01 August 2008 | Talked About Features | Featured Story | Gareth Stokes

Recent developments around the Financial Sector Charter confirm that transformation can be a slow and painful progress. Newspaper reports alleged that banks and insurance companies suspended talks due to disagreements over ownership clauses in the charter

“Banks led the walkout because they are dissatisfied that the charter dispute on broad-based black (BBBEE) ownership has not yet been resolved,” they claimed.

What the banks say

Cas Coovadia, chief executive of the Banking Association of SA (Basa) believes that the Financial Sector Charter Council has already aligned many elements in the charter with the department of trade and industry’s (DTI) codes of good practice. The only clause not aligned at this time is the ownership clause.
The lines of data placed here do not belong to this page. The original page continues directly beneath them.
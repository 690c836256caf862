//! Title command implementation.

use std::path::Path;

use anyhow::Result;

use super::common::read_post;
use crate::pipeline::{extract_title, strip_bom};

/// Derive the title of a post.
pub fn post_title(input: &Path) -> Result<String> {
    let source = read_post(input)?;
    Ok(extract_title(strip_bom(&source))?)
}

/// Print the title of a post to stdout.
pub fn print_title(input: &Path) -> Result<()> {
    println!("{}", post_title(input)?);
    Ok(())
}
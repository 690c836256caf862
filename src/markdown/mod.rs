//! Markdown → HTML rendering via `pulldown-cmark`.
//!
//! The engine sees text where math has already been replaced by placeholder
//! characters; it must pass those through untouched, which `pulldown-cmark`
//! does for any character outside link destinations.

mod imgsize;
mod quotes;

use std::borrow::Cow;

use pulldown_cmark::{Event, Options, Parser, Tag, TagEnd, html};

pub use quotes::{Quotes, QuotesError};

/// Options for markdown conversion
#[derive(Debug, Clone, PartialEq, Eq)]
pub struct MarkdownOptions {
    /// Pass raw HTML through (otherwise it is escaped as text)
    pub html: bool,
    /// Render soft line breaks as `<br />`
    pub breaks: bool,
    /// Enable smart punctuation (curly quotes, dashes, ellipsis)
    pub typographer: bool,
    /// Quote glyphs used by the typographer
    pub quotes: Quotes,
    /// Infer `width`/`height` from `![alt](src =WxH)`
    pub image_size: bool,
    /// Enable tables extension
    pub tables: bool,
    /// Enable strikethrough extension
    pub strikethrough: bool,
}

impl Default for MarkdownOptions {
    fn default() -> Self {
        Self {
            html: true,
            breaks: true,
            typographer: true,
            quotes: Quotes::default(),
            image_size: true,
            tables: true,
            strikethrough: true,
        }
    }
}

impl MarkdownOptions {
    /// Convert to pulldown-cmark Options
    fn to_pulldown_options(&self) -> Options {
        let mut opts = Options::empty();
        if self.tables {
            opts.insert(Options::ENABLE_TABLES);
        }
        if self.strikethrough {
            opts.insert(Options::ENABLE_STRIKETHROUGH);
        }
        if self.typographer {
            opts.insert(Options::ENABLE_SMART_PUNCTUATION);
        }
        opts
    }

    /// Apply the options pulldown-cmark has no switch for.
    ///
    /// Text inside a code block is passed through untouched.
    fn adapt<'a>(&self, event: Event<'a>, in_code_block: bool) -> Event<'a> {
        match event {
            Event::SoftBreak if self.breaks => Event::HardBreak,
            Event::Html(raw) | Event::InlineHtml(raw) if !self.html => Event::Text(raw),
            Event::Text(text)
                if self.typographer && !self.quotes.is_default() && !in_code_block =>
            {
                Event::Text(self.quotes.apply(&text).into())
            }
            other => other,
        }
    }
}

/// Render markdown to an HTML fragment.
pub fn to_html(markdown: &str, options: &MarkdownOptions) -> String {
    let pulldown_options = options.to_pulldown_options();
    let source = if options.image_size && options.html {
        imgsize::rewrite(markdown, pulldown_options)
    } else {
        if options.image_size {
            crate::debug!("markdown"; "image size inference needs raw html, skipped");
        }
        Cow::Borrowed(markdown)
    };

    let mut in_code_block = false;
    let events = Parser::new_ext(&source, pulldown_options).map(|event| {
        match &event {
            Event::Start(Tag::CodeBlock(_)) => in_code_block = true,
            Event::End(TagEnd::CodeBlock) => in_code_block = false,
            _ => {}
        }
        options.adapt(event, in_code_block)
    });

    let mut output = String::with_capacity(source.len() * 3 / 2);
    html::push_html(&mut output, events);
    output
}
//! Math rendering backends.
//!
//! - [`MathRenderer`] - backend seam used by the conversion pipeline
//! - [`MathMLRenderer`] - server-side LaTeX → MathML via `latex2mathml`

mod mathml;

pub use self::mathml::MathMLRenderer;

use crate::error::{Error, MathKind, Result};

/// Trait for math renderers.
///
/// Implementations must be pure: the same expression and kind always yield
/// the same markup.
pub trait MathRenderer {
    /// Render one expression, failing on invalid syntax when strict.
    ///
    /// The error message is wrapped by [`render_all`] with the span's
    /// position, so it only needs to describe the syntax problem.
    fn render(&self, expr: &str, kind: MathKind) -> std::result::Result<String, String>;
}

/// Render every expression of one kind, in order.
///
/// Failures carry the kind, occurrence index and source of the offending
/// expression.
pub fn render_all(
    renderer: &dyn MathRenderer,
    kind: MathKind,
    exprs: &[String],
) -> Result<Vec<String>> {
    exprs
        .iter()
        .enumerate()
        .map(|(index, expr)| {
            renderer
                .render(expr, kind)
                .map_err(|message| Error::MathSyntax {
                    kind,
                    index,
                    expr: expr.clone(),
                    message,
                })
        })
        .collect()
}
Coovadia is also on record that additional concessions around access to financial services make the “financial sector code, if gazetted, superior in transformation terms to the generic codes.”

In their official response Basa stated that: “The council had agreed, about 6 months ago, to allow government (national treasury) and labour and community constituencies to engage in order to try and resolve the ownership issue. The critical difference between labour and community, on the one hand, and trade associations on the ownership issue is that trade associations want to retain the ownership element as contained in the charter, while the two constituencies want to align this element fully to the codes.
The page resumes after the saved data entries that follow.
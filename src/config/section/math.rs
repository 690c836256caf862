//! `[math]` section configuration.
//!
//! ```toml
//! [math]
//! strict = true   # fail on invalid LaTeX instead of rendering an error span
//! ```

use serde::{Deserialize, Serialize};

#[derive(Debug, Clone, PartialEq, Eq, Serialize, Deserialize)]
#[serde(default)]
pub struct MathConfig {
    pub strict: bool,
}

impl Default for MathConfig {
    fn default() -> Self {
        Self { strict: true }
    }
}
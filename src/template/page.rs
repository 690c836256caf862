//! Standalone post page.
//!
//! ```text
//! <!DOCTYPE html>
//! <html lang="en">
//! <head>
//! <meta charset="utf-8">
//! <meta name="description" content="...">
//! <title>...</title>
//! <meta name="viewport" content="width=device-width">
//! <link rel="stylesheet" ...> <link rel="stylesheet" ...>
//! <script src="..."></script> <script src="..."></script>
//! <link rel="shortcut icon" type="..." href="...">
//! <link rel="alternate" type="application/rss+xml" href="...">
//! </head>
//! <body>
//! <article>...</article>
//! </body>
//! </html>
//! ```

use std::path::Path;

use super::{Template, TemplateVars};
use crate::utils::{html, mime};

/// Document-level metadata placed in `<head>`.
#[derive(Debug, Clone, PartialEq, Eq)]
pub struct PageHead {
    /// Explicit title; derived from the first heading when `None`.
    pub title: Option<String>,
    pub description: Option<String>,
    /// Value of `<html lang>`.
    pub language: String,
    /// Favicon href; its MIME type comes from the extension.
    pub favicon: Option<String>,
    pub styles: Vec<String>,
    pub scripts: Vec<String>,
    /// RSS feed href.
    pub feed: Option<String>,
}

impl Default for PageHead {
    fn default() -> Self {
        Self {
            title: None,
            description: None,
            language: "en".into(),
            favicon: None,
            styles: Vec::new(),
            scripts: Vec::new(),
            feed: None,
        }
    }
}

impl PageHead {
    /// Render the `<head>` children, one per line.
    fn render(&self, title: &str) -> String {
        let mut lines = vec![r#"<meta charset="utf-8">"#.to_string()];

        if let Some(description) = &self.description {
            lines.push(html::void_tag(
                "meta",
                &[("name", "description"), ("content", description)],
            ));
        }

        lines.push(format!("<title>{}</title>", html::escape(title)));
        lines.push(r#"<meta name="viewport" content="width=device-width">"#.to_string());

        if !self.styles.is_empty() {
            lines.push(join(&self.styles, stylesheet_tag));
        }
        if !self.scripts.is_empty() {
            lines.push(join(&self.scripts, script_tag));
        }

        if let Some(favicon) = &self.favicon {
            lines.push(html::void_tag(
                "link",
                &[
                    ("rel", "shortcut icon"),
                    ("type", mime::for_icon(Path::new(favicon))),
                    ("href", favicon),
                ],
            ));
        }

        if let Some(feed) = &self.feed {
            lines.push(html::void_tag(
                "link",
                &[
                    ("rel", "alternate"),
                    ("type", mime::types::RSS),
                    ("href", feed),
                ],
            ));
        }

        lines.join("\n")
    }
}

/// Space-join the tags for a list of hrefs.
fn join(hrefs: &[String], tag: fn(&str) -> String) -> String {
    hrefs.iter().map(|href| tag(href)).collect::<Vec<_>>().join(" ")
}

fn stylesheet_tag(href: &str) -> String {
    html::void_tag(
        "link",
        &[("rel", "stylesheet"), ("type", "text/css"), ("href", href)],
    )
}

fn script_tag(src: &str) -> String {
    format!(r#"<script src="{}"></script>"#, html::escape_attr(src))
}

/// Variables for page.html template.
pub struct PageVars<'a> {
    pub head: &'a PageHead,
    /// Resolved title (explicit or derived).
    pub title: &'a str,
    /// Rendered article HTML.
    pub body: &'a str,
}

impl TemplateVars for PageVars<'_> {
    fn apply(&self, content: &str) -> String {
        let language = html::escape_attr(&self.head.language);
        let head = self.head.render(self.title);
        fill_slots(
            content,
            &[
                ("__MDPOST_LANG__", &*language),
                ("__MDPOST_HEAD__", head.as_str()),
                ("__MDPOST_BODY__", self.body),
            ],
        )
    }
}

/// Replace each slot in a single pass over `content`.
///
/// Inserted values are never searched for slots.
fn fill_slots(content: &str, slots: &[(&str, &str)]) -> String {
    let extra: usize = slots.iter().map(|(_, value)| value.len()).sum();
    let mut output = String::with_capacity(content.len() + extra);
    let mut rest = content;

    while let Some((pos, name, value)) = slots
        .iter()
        .filter_map(|&(name, value)| rest.find(name).map(|pos| (pos, name, value)))
        .min_by_key(|&(pos, _, _)| pos)
    {
        output.push_str(&rest[..pos]);
        output.push_str(value);
        rest = &rest[pos + name.len()..];
    }
    output.push_str(rest);
    output
}

/// Standalone page template.
pub const PAGE_HTML: Template<PageVars<'static>> = Template::new(include_str!("page.html"));
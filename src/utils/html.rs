//! HTML utility functions.
//!
//! - `escape()`, `escape_attr()` - HTML entity escaping
//! - `void_tag()` - attribute-list tag builder for `<link>`/`<meta>`/`<img>`

use std::borrow::Cow;

// =============================================================================
// HTML Escaping
// =============================================================================

/// Characters that require HTML escaping.
const ESCAPE_CHARS: [char; 5] = ['<', '>', '&', '"', '\''];

/// Get the HTML entity for a special character.
#[inline]
fn escape_char(c: char) -> Option<&'static str> {
    match c {
        '<' => Some("&lt;"),
        '>' => Some("&gt;"),
        '&' => Some("&amp;"),
        '"' => Some("&quot;"),
        '\'' => Some("&#39;"),
        _ => None,
    }
}

/// Escape HTML special characters in text content.
///
/// Uses `Cow` to avoid allocation when no escaping is needed.
#[inline]
pub fn escape(s: &str) -> Cow<'_, str> {
    if !s.contains(&ESCAPE_CHARS[..]) {
        return Cow::Borrowed(s);
    }

    let mut result = String::with_capacity(s.len());
    for c in s.chars() {
        match escape_char(c) {
            Some(entity) => result.push_str(entity),
            None => result.push(c),
        }
    }
    Cow::Owned(result)
}

/// Escape HTML attribute values.
///
/// Identical to `escape()` but semantically indicates attribute context.
#[inline]
pub fn escape_attr(s: &str) -> Cow<'_, str> {
    escape(s)
}

// =============================================================================
// Tag Building
// =============================================================================

/// Build a void element such as `<link rel="stylesheet" href="...">`.
///
/// Attribute values are escaped; attributes keep the given order.
pub fn void_tag(tag: &str, attrs: &[(&str, &str)]) -> String {
    let mut out = String::with_capacity(tag.len() + 2 + attrs.len() * 16);
    out.push('<');
    out.push_str(tag);
    for (name, value) in attrs {
        out.push(' ');
        out.push_str(name);
        out.push_str("=\"");
        out.push_str(&escape_attr(value));
        out.push('"');
    }
    out.push('>');
    out
}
“Trade associations took the view, at yesterday’s meeting that we have gone as far as we can on discussions on a sector code, and we need to resolve the ownership issue before completing discussions on this. We took this view because we are a month away from a 31 August deadline set by the DTI to gazette sector charters, and we have not had any progress from the engagement between government and labour and community.” Basa had not boycotted the negotiation process as claimed by Cosatu. “Instead, we have emphasised the need to resolve the one issue delaying submission of a sector code to DTI for gazetting.” And Basa remains 100% committed to the charter.

The LOA responds

The LOA wasted no time in responding to the allegations (particularly statements by COSATU. “The Life Offices’ Association (LOA) has been a partner of the Financial Sector Charter process for many years and remains absolutely committed to the transformation of our industry as well as the processes and negotiations needed to finalise the gazetting of the Financial Sector Charter as a sector code in terms of the Broad-based Black Economic Empowerment Act,” said LOA chief executive, Gerhard Joubert. He also said that the LOA would never boycott the process or walk out of negotiations...
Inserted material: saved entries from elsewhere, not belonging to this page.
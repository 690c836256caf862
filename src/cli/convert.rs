//! Convert command implementation.

use std::fs;
use std::io::{self, Write};

use anyhow::{Context, Result};

use super::ConvertArgs;
use super::common::read_post;
use crate::config::PostConfig;
use crate::math::MathMLRenderer;
use crate::{debug, log, pipeline};

/// Render the page for `args.input` without writing it anywhere.
pub fn render_post(args: &ConvertArgs, config: &PostConfig) -> Result<String> {
    let source = read_post(&args.input)?;
    let options = config.markdown_options()?;
    let strict = config.strict_math(args);
    let renderer = MathMLRenderer::new(strict);
    if let Some(path) = &config.config_path {
        debug!("config"; "using {}", path.display());
    }
    debug!("convert"; "strict math: {}, options: {:?}", strict, options);

    let html = if args.fragment {
        pipeline::convert_fragment(&source, &options, &renderer)
    } else {
        pipeline::convert(&source, &config.page_head(args), &options, &renderer)
    };
    html.with_context(|| format!("failed to convert {}", args.input.display()))
}

/// Convert a post and write the page to `--output` or stdout.
///
/// Nothing is written unless the whole conversion succeeds.
pub fn convert_post(args: &ConvertArgs, config: &PostConfig) -> Result<()> {
    let html = render_post(args, config)?;

    match &args.output {
        Some(path) => {
            fs::write(path, format!("{html}\n"))
                .with_context(|| format!("failed to write {}", path.display()))?;
            log!("convert"; "{} -> {}", args.input.display(), path.display());
        }
        None => {
            let mut stdout = io::stdout().lock();
            writeln!(stdout, "{html}")?;
            stdout.flush()?;
        }
    }
    Ok(())
}

#[cfg(test)]
mod tests {
    use super::*;
    use crate::error::Error;
    use std::path::Path;
    use tempfile::TempDir;

    fn args_for(input: &Path) -> ConvertArgs {
        ConvertArgs {
            input: input.to_path_buf(),
            ..ConvertArgs::default()
        }
    }

    fn write_post(dir: &TempDir, content: &str) -> std::path::PathBuf {
        let path = dir.path().join("post.md");
        fs::write(&path, content).unwrap();
        path
    }

    #[test]
    fn test_render_post() {
        let dir = TempDir::new().unwrap();
        let input = write_post(&dir, "# Hello\n\n$$a+b$$\n");
        let args = ConvertArgs {
            description: Some("desc".into()),
            styles: vec!["style.css".into()],
            ..args_for(&input)
        };

        let html = render_post(&args, &PostConfig::default()).unwrap();
        assert!(html.contains("<title>Hello</title>"));
        assert!(html.contains(r#"<meta name="description" content="desc">"#));
        assert!(html.contains(r#"href="style.css""#));
        assert!(html.contains(r#"<span class="math display">"#));
    }

    #[test]
    fn test_missing_input_downcasts() {
        let dir = TempDir::new().unwrap();
        let args = args_for(&dir.path().join("nope.md"));

        let err = render_post(&args, &PostConfig::default()).unwrap_err();
        assert!(matches!(
            err.downcast_ref::<Error>(),
            Some(Error::FileNotFound(_))
        ));
    }

    #[test]
    fn test_strict_math_failure_writes_nothing() {
        let dir = TempDir::new().unwrap();
        let input = write_post(&dir, "# T\n\n$\\frac{1}{2$\n");
        let output = dir.path().join("out.html");
        let args = ConvertArgs {
            output: Some(output.clone()),
            ..args_for(&input)
        };

        let err = convert_post(&args, &PostConfig::default()).unwrap_err();
        assert!(matches!(
            err.downcast_ref::<Error>(),
            Some(Error::MathSyntax { .. })
        ));
        assert!(!output.exists());
    }

    #[test]
    fn test_lenient_math() {
        let dir = TempDir::new().unwrap();
        let input = write_post(&dir, "# T\n\n$\\frac{1}{2$\n");
        let args = ConvertArgs {
            no_strict_math: true,
            ..args_for(&input)
        };

        let html = render_post(&args, &PostConfig::default()).unwrap();
        assert!(html.contains("math-error"));
    }

    #[test]
    fn test_fragment_skips_page_and_title() {
        let dir = TempDir::new().unwrap();
        let input = write_post(&dir, "no heading, just $x$\n");
        let args = ConvertArgs {
            fragment: true,
            ..args_for(&input)
        };

        let html = render_post(&args, &PostConfig::default()).unwrap();
        assert!(html.starts_with("<p>"));
        assert!(!html.contains("<html"));
        assert!(html.contains(r#"<span class="math inline">"#));
    }

    #[test]
    fn test_write_output_file() {
        let dir = TempDir::new().unwrap();
        let input = write_post(&dir, "# Out\n\ntext\n");
        let output = dir.path().join("out.html");
        let args = ConvertArgs {
            output: Some(output.clone()),
            ..args_for(&input)
        };

        convert_post(&args, &PostConfig::default()).unwrap();
        let written = fs::read_to_string(&output).unwrap();
        assert!(written.starts_with("<!DOCTYPE html>"));
        assert!(written.ends_with("</html>\n"));
    }
}
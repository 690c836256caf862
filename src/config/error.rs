//! Configuration error types.

use std::path::PathBuf;
use thiserror::Error;

use crate::markdown::QuotesError;

/// Configuration-related errors
#[derive(Debug, Error)]
pub enum ConfigError {
    #[error("IO error when reading `{}`", .0.display())]
    Io(PathBuf, #[source] std::io::Error),

    #[error("config file parsing error: {0}")]
    Toml(#[from] toml::de::Error),

    #[error("config validation error: [markdown] quotes: {0}")]
    Quotes(#[from] QuotesError),
}
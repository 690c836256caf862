//! MIME type detection for `<head>` links.

use std::path::Path;

/// Common MIME type constants.
pub mod types {
    // Web feeds
    pub const RSS: &str = "application/rss+xml";

    // Images
    pub const PNG: &str = "image/png";
    pub const JPEG: &str = "image/jpeg";
    pub const GIF: &str = "image/gif";
    pub const WEBP: &str = "image/webp";
    pub const AVIF: &str = "image/avif";
    pub const SVG: &str = "image/svg+xml";
    pub const ICO: &str = "image/x-icon";
}

/// Get MIME type for favicon/icon files.
///
/// Defaults to `image/x-icon` for unknown types, which is what browsers
/// assume for favicons anyway.
pub fn for_icon(path: &Path) -> &'static str {
    match path.extension().and_then(|e| e.to_str()).map(|s| s.to_lowercase()) {
        Some(ext) => match ext.as_str() {
            "png" => types::PNG,
            "svg" => types::SVG,
            "avif" => types::AVIF,
            "webp" => types::WEBP,
            "gif" => types::GIF,
            "jpg" | "jpeg" => types::JPEG,
            _ => types::ICO,
        },
        None => types::ICO,
    }
}

#[cfg(test)]
mod tests {
    use super::*;
    use std::path::PathBuf;

    #[test]
    fn test_for_icon() {
        assert_eq!(for_icon(&PathBuf::from("favicon.ico")), types::ICO);
        assert_eq!(for_icon(&PathBuf::from("../favicon.png")), types::PNG);
        assert_eq!(for_icon(&PathBuf::from("favicon.gif")), types::GIF);
        assert_eq!(for_icon(&PathBuf::from("favicon.svg")), types::SVG);
        assert_eq!(for_icon(&PathBuf::from("FAVICON.PNG")), types::PNG);
        assert_eq!(for_icon(&PathBuf::from("favicon.unknown")), types::ICO);
        assert_eq!(for_icon(&PathBuf::from("favicon")), types::ICO);
    }
}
According to the LOA the ‘stumbling block’ at the latest meeting revolved around the mandate granted the LOA by its members. The LOA and other trade associations present at the meeting insisted “that the most substantive issue, being ownership, still delaying finalisation of the Sector Code is prioritised and addressed, and that discussions are limited to aspects on which they had a mandate to represent the views of members.”

Perhaps Cosatu should cool its heels for the moment instead of firing broadsides at the associations who are working toward finalising the charter. It seems irrational to move the goal posts at this late stage and then object when the various associations find it difficult to continue without further consultation with the members whose interests they represent.

Editors’ thoughts:
Almost 15 years after the country’s first democratic elections business South Africa is still grappling with transformation issues. The pressure is on for companies to comply with employment equity and other black economic empowerment legislation. One question that springs to mind is why these deals need to be legislated when black South Africans are able to freely purchase shares in listed companies on the open market. Do you think the trade union demand to up direct black ownership in financial companies from 10% to 15% is fair? Add your comments below, or send them to [email protected]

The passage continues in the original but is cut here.